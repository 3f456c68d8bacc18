/// Local classification of backend failures.
///
/// Response shaping only ever looks at this enum, never at driver error
/// objects, so swapping the driver only touches [`DbErrorKind::from_sqlstate`]
/// and the `From<sqlx::Error>` conversion below.
#[derive(Debug, Clone, Copy, PartialEq, Eq)]
pub enum DbErrorKind {
    /// SQLSTATE 23505
    UniqueViolation,
    /// SQLSTATE 23503
    ForeignKeyViolation,
    /// Check / not-null violations and unparsable literals.
    InvalidData,
    Other,
}

impl DbErrorKind {
    pub fn from_sqlstate(code: &str) -> Self {
        match code {
            "23505" => DbErrorKind::UniqueViolation,
            "23503" => DbErrorKind::ForeignKeyViolation,
            "23514" | "23502" | "22P02" | "22007" | "22008" => DbErrorKind::InvalidData,
            _ => DbErrorKind::Other,
        }
    }

    pub fn as_str(self) -> &'static str {
        match self {
            DbErrorKind::UniqueViolation => "unique_violation",
            DbErrorKind::ForeignKeyViolation => "foreign_key_violation",
            DbErrorKind::InvalidData => "invalid_data",
            DbErrorKind::Other => "other",
        }
    }
}

/// A database failure with its classified kind and the original message.
/// The message is for logs only.
#[derive(Debug, Clone, PartialEq, Eq, thiserror::Error)]
#[error("{message} ({})", .kind.as_str())]
pub struct DbError {
    pub kind: DbErrorKind,
    pub message: String,
}

impl DbError {
    pub fn new(kind: DbErrorKind, message: impl Into<String>) -> Self {
        Self { kind, message: message.into() }
    }

    pub fn other(message: impl Into<String>) -> Self {
        Self::new(DbErrorKind::Other, message)
    }
}

impl From<sqlx::Error> for DbError {
    fn from(err: sqlx::Error) -> Self {
        match err {
            sqlx::Error::Database(db_err) => {
                let kind = db_err.code().map(|c| DbErrorKind::from_sqlstate(&c)).unwrap_or(DbErrorKind::Other);
                let constraint = db_err.constraint().map(|c| format!(" [{}]", c)).unwrap_or_default();
                DbError::new(kind, format!("{}{}", db_err.message(), constraint))
            }
            sqlx::Error::PoolTimedOut => DbError::other("timed out acquiring a database connection"),
            sqlx::Error::PoolClosed => DbError::other("database pool is closed"),
            other => DbError::other(other.to_string()),
        }
    }
}
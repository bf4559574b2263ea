use std::fmt;

/// Position of a call in the proxy state machine.
#[derive(Debug, Clone, Copy, PartialEq, Eq)]
pub enum PipelineStage {
    Authorizing,
    Estimating,
    Reserving,
    LoggingPending,
    Transporting,
    Invoking,
    Reconciling,
    LoggingFinal,
    Done,
}

impl PipelineStage {
    pub fn as_str(&self) -> &'static str {
        match self {
            PipelineStage::Authorizing => "authorizing",
            PipelineStage::Estimating => "estimating",
            PipelineStage::Reserving => "reserving",
            PipelineStage::LoggingPending => "logging_pending",
            PipelineStage::Transporting => "transporting",
            PipelineStage::Invoking => "invoking",
            PipelineStage::Reconciling => "reconciling",
            PipelineStage::LoggingFinal => "logging_final",
            PipelineStage::Done => "done",
        }
    }
}

impl fmt::Display for PipelineStage {
    fn fmt(&self, f: &mut fmt::Formatter<'_>) -> fmt::Result {
        f.write_str(self.as_str())
    }
}
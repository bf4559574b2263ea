use std::time::Duration;

use anyhow::Result;
use request_directory::bench_support::{
    e2e_catalog, init_test_tracing, random_user_id, GatewayHarness, USER_HEADER,
};
use request_directory_catalog::Credits;
use request_directory_gateway::transport::{encode_multipart, FilePayload, IMAGE_FIELD};
use request_directory_ledger::EntryKind;
use reqwest::StatusCode;
use rust_decimal::Decimal;
use rust_decimal_macros::dec;
use serde_json::{json, Value};
use tokio::task::JoinSet;
use wiremock::matchers::{method, path};
use wiremock::{Mock, MockServer, ResponseTemplate};

use super::{credits_of, png_bytes};

async fn downstream_replying(delay: Duration) -> MockServer {
    let downstream = MockServer::start().await;
    Mock::given(method("POST"))
        .and(path("/infer"))
        .respond_with(
            ResponseTemplate::new(200)
                .set_body_json(json!({ "label": "safe" }))
                .set_delay(delay),
        )
        .mount(&downstream)
        .await;
    downstream
}

#[tokio::test(flavor = "multi_thread")]
async fn latency_priced_call_settles_to_measured_cost() -> Result<()> {
    init_test_tracing();
    let downstream = downstream_replying(Duration::from_millis(50)).await;
    let mut harness = GatewayHarness::start(&e2e_catalog(&downstream.uri())).await?;
    let user = random_user_id("e2e");
    harness.open_account(&user, Credits::new(dec!(1))).await?;

    let reply = harness.upload(&user, "nudenet", png_bytes(), "photo.png").await?;
    assert_eq!(reply.status, StatusCode::OK, "{}", reply.body);
    assert_eq!(reply.body["label"], "safe");

    let actual = credits_of(&reply.body["funds"]["actual"]);
    let remaining = credits_of(&reply.body["funds"]["remaining"]);
    // 50ms at 0.0001 per second of latency.
    assert!(actual >= Credits::new(dec!(0.000005)), "actual {actual}");
    assert!(actual < Credits::new(dec!(0.0005)), "actual {actual}");
    assert_eq!(remaining + actual, Credits::new(dec!(1)));
    assert_eq!(harness.balance(&user).await?, remaining);

    let kinds: Vec<EntryKind> = harness
        .ledger_entries(&user)
        .await?
        .into_iter()
        .map(|entry| entry.kind)
        .collect();
    // Newest first.
    assert_eq!(kinds, vec![EntryKind::Reconcile, EntryKind::Reserve, EntryKind::Open]);

    let request_id = reply.request_id.expect("request id header");
    let record = harness.get(&user, &format!("/requests/{request_id}")).await?;
    assert_eq!(record.body["status"], "success");
    assert_eq!(credits_of(&record.body["cost"]), actual);

    harness.shutdown().await
}

#[tokio::test(flavor = "multi_thread")]
async fn flat_rate_call_matches_expected_balance() -> Result<()> {
    init_test_tracing();
    let downstream = downstream_replying(Duration::from_millis(50)).await;
    let mut harness = GatewayHarness::start(&e2e_catalog(&downstream.uri())).await?;
    let user = random_user_id("e2e");
    harness.open_account(&user, Credits::new(dec!(1.000000))).await?;

    let reply = harness
        .upload(&user, "nudenet-fixed", png_bytes(), "photo.png")
        .await?;
    assert_eq!(reply.status, StatusCode::OK);
    assert_eq!(reply.body["label"], "safe");
    assert_eq!(credits_of(&reply.body["funds"]["actual"]), Credits::new(dec!(0.000005)));
    assert_eq!(credits_of(&reply.body["funds"]["remaining"]), Credits::new(dec!(0.999995)));
    assert_eq!(harness.balance(&user).await?, Credits::new(dec!(0.999995)));

    harness.shutdown().await
}

#[tokio::test(flavor = "multi_thread")]
async fn insufficient_funds_has_no_side_effects() -> Result<()> {
    init_test_tracing();
    let downstream = downstream_replying(Duration::ZERO).await;
    let mut harness = GatewayHarness::start(&e2e_catalog(&downstream.uri())).await?;
    let user = random_user_id("e2e");
    harness.open_account(&user, Credits::new(dec!(0.00005))).await?;

    let reply = harness.upload(&user, "nudenet", png_bytes(), "photo.png").await?;
    assert_eq!(reply.status, StatusCode::BAD_REQUEST);
    assert_eq!(reply.body, json!({ "message": "You don't have enough credits." }));
    assert!(reply.request_id.is_none());

    assert_eq!(harness.balance(&user).await?, Credits::new(dec!(0.00005)));
    assert_eq!(harness.ledger_entries(&user).await?.len(), 1);
    let listing = harness.get(&user, "/requests").await?;
    assert!(listing.body["requests"].as_array().unwrap().is_empty());
    assert!(downstream.received_requests().await.unwrap().is_empty());

    harness.shutdown().await
}

#[tokio::test(flavor = "multi_thread")]
async fn concurrent_calls_never_overdraw() -> Result<()> {
    init_test_tracing();
    let downstream = downstream_replying(Duration::from_millis(20)).await;
    let mut harness = GatewayHarness::start(&e2e_catalog(&downstream.uri())).await?;
    let user = random_user_id("e2e");
    let opening = Credits::new(dec!(0.0003));
    harness.open_account(&user, opening).await?;

    let file = FilePayload::new(png_bytes(), Some("photo.png"), Some("image/png"));
    let mut calls = JoinSet::new();
    for _ in 0..8 {
        let encoded = encode_multipart(&file, IMAGE_FIELD);
        let request = harness
            .client()
            .post(harness.url("/v1/nudenet-fixed"))
            .header(USER_HEADER, user.as_str())
            .headers(encoded.headers()?)
            .body(encoded.body);
        calls.spawn(async move {
            let response = request.send().await?;
            let status = response.status();
            let body: Value = response.json().await?;
            Ok::<_, reqwest::Error>((status, body))
        });
    }

    let mut succeeded = 0i64;
    while let Some(joined) = calls.join_next().await {
        let (status, body) = joined??;
        match status {
            StatusCode::OK => succeeded += 1,
            StatusCode::BAD_REQUEST => {
                assert_eq!(body["message"], "You don't have enough credits.")
            }
            other => panic!("unexpected status {other}: {body}"),
        }
    }

    assert!(succeeded >= 3, "only {succeeded} calls succeeded");
    let balance = harness.balance(&user).await?;
    assert!(!balance.is_negative());
    let spent = Credits::new(dec!(0.000005) * Decimal::from(succeeded));
    assert_eq!(balance, opening - spent);

    harness.shutdown().await
}
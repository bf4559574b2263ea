//! Payload transport: normalises inbound bodies into a [`FilePayload`] or a
//! JSON passthrough and encodes outbound multipart bodies.

mod error;
mod fetch;
mod file;
mod inbound;
mod multipart;

pub use error::TransportError;
pub use fetch::RemoteFetcher;
pub use file::{sanitize_file_name, FilePayload, DEFAULT_CONTENT_TYPE, DEFAULT_FILE_NAME};
pub use inbound::{parse_inbound, InboundPayload, IMAGE_FIELD, URL_FIELD};
pub use multipart::{encode_multipart, parse_multipart_form, EncodedBody, MultipartPart};

pub const BOUNDARY_PREFIX: &str = "----RequestDirectoryBoundary";
use std::fmt;
use std::str::FromStr;

use request_directory_catalog::Credits;
use serde::{Deserialize, Serialize};
use serde_json::Value;
use uuid::Uuid;

pub type RequestId = Uuid;

#[derive(Debug, Clone, Copy, PartialEq, Eq, Serialize, Deserialize)]
#[serde(rename_all = "lowercase")]
pub enum RequestStatus {
    Pending,
    Success,
    Failed,
}

impl RequestStatus {
    pub fn as_str(&self) -> &'static str {
        match self {
            RequestStatus::Pending => "pending",
            RequestStatus::Success => "success",
            RequestStatus::Failed => "failed",
        }
    }
}

impl fmt::Display for RequestStatus {
    fn fmt(&self, f: &mut fmt::Formatter<'_>) -> fmt::Result {
        f.write_str(self.as_str())
    }
}

impl FromStr for RequestStatus {
    type Err = String;

    fn from_str(s: &str) -> Result<Self, Self::Err> {
        match s {
            "pending" => Ok(RequestStatus::Pending),
            "success" => Ok(RequestStatus::Success),
            "failed" => Ok(RequestStatus::Failed),
            other => Err(format!("unknown request status {other}")),
        }
    }
}

/// One proxied call as exposed to its owner. Payloads are already decrypted.
#[derive(Debug, Clone, Serialize)]
pub struct RequestRecord {
    pub id: RequestId,
    pub user_id: String,
    pub service: String,
    pub status: RequestStatus,
    pub request: Option<Value>,
    pub response: Option<Value>,
    pub cost: Credits,
    pub encrypted: bool,
    pub created_at: String,
    pub updated_at: String,
}

/// Partial update merged into an existing record. `None` fields keep their
/// stored value.
#[derive(Debug, Clone)]
pub struct RequestUpdate {
    pub status: RequestStatus,
    pub request: Option<Value>,
    pub response: Option<Value>,
    pub cost: Option<Credits>,
    pub encrypt: bool,
}

impl RequestUpdate {
    pub fn status(status: RequestStatus) -> Self {
        Self {
            status,
            request: None,
            response: None,
            cost: None,
            encrypt: false,
        }
    }

    pub fn with_request(mut self, request: Value) -> Self {
        self.request = Some(request);
        self
    }

    pub fn with_response(mut self, response: Value) -> Self {
        self.response = Some(response);
        self
    }

    pub fn with_cost(mut self, cost: Credits) -> Self {
        self.cost = Some(cost);
        self
    }

    pub fn encrypted(mut self, encrypt: bool) -> Self {
        self.encrypt = encrypt;
        self
    }
}

#[derive(Clone, Debug, Default, Deserialize)]
pub struct RequestFilter {
    pub service: Option<String>,
    pub status: Option<RequestStatus>,
    pub limit: Option<usize>,
}
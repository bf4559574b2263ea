use std::sync::Arc;

use axum::{
    extract::DefaultBodyLimit,
    routing::{get, post},
    Router,
};
use tower::ServiceBuilder;
use tower_http::trace::TraceLayer;

use super::handlers;
use super::AppState;

pub fn create_router(state: Arc<AppState>) -> Router {
    let middleware = ServiceBuilder::new().layer(TraceLayer::new_for_http());
    let body_limit = state.config.max_body_size_bytes;

    Router::new()
        .route("/v1", get(handlers::list_apis))
        .route("/v1/:api_id", post(handlers::proxy_call))
        .route("/account", get(handlers::account))
        .route("/requests", get(handlers::list_requests))
        .route("/requests/:request_id", get(handlers::get_request))
        .route(
            "/assets/:user_id/:request_id/:file_name",
            get(handlers::get_asset),
        )
        .route("/health", get(handlers::health_check))
        .layer(DefaultBodyLimit::max(body_limit))
        .with_state(state)
        .layer(middleware)
}
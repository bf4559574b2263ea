//! The metered proxy pipeline: one parameterised state machine shared by
//! every API in the catalog.

mod downstream;
mod error;
mod orchestrator;
mod stage;

pub use downstream::{DownstreamClient, DownstreamResponse, OutboundBody};
pub use error::{DownstreamError, PipelineError, PipelineFailure, GENERIC_ERROR_MESSAGE};
pub use orchestrator::{CallOptions, EnvLookup, FundsSummary, Pipeline, ProxyCall, ProxyOutcome};
pub use stage::PipelineStage;

pub const REQUEST_ID_HEADER: &str = "x-request-id";
pub const OUTPUT_IMAGE_CONTENT_TYPE: &str = "image/png";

*Work order*
Wherever "Debug" occurs in the entries above, copy the line it sits on.

*Solution to the problem*
#[derive(Debug, Clone, Copy, PartialEq, Eq)]
#[derive(Debug, Clone, PartialEq, Eq, thiserror::Error)]
#[derive(Debug, Clone, Copy, PartialEq, Eq)]
#[derive(Debug, Clone, Copy, PartialEq, Eq, Serialize, Deserialize)]
#[derive(Debug, Clone, Serialize)]
#[derive(Debug, Clone)]
#[derive(Clone, Debug, Default, Deserialize)]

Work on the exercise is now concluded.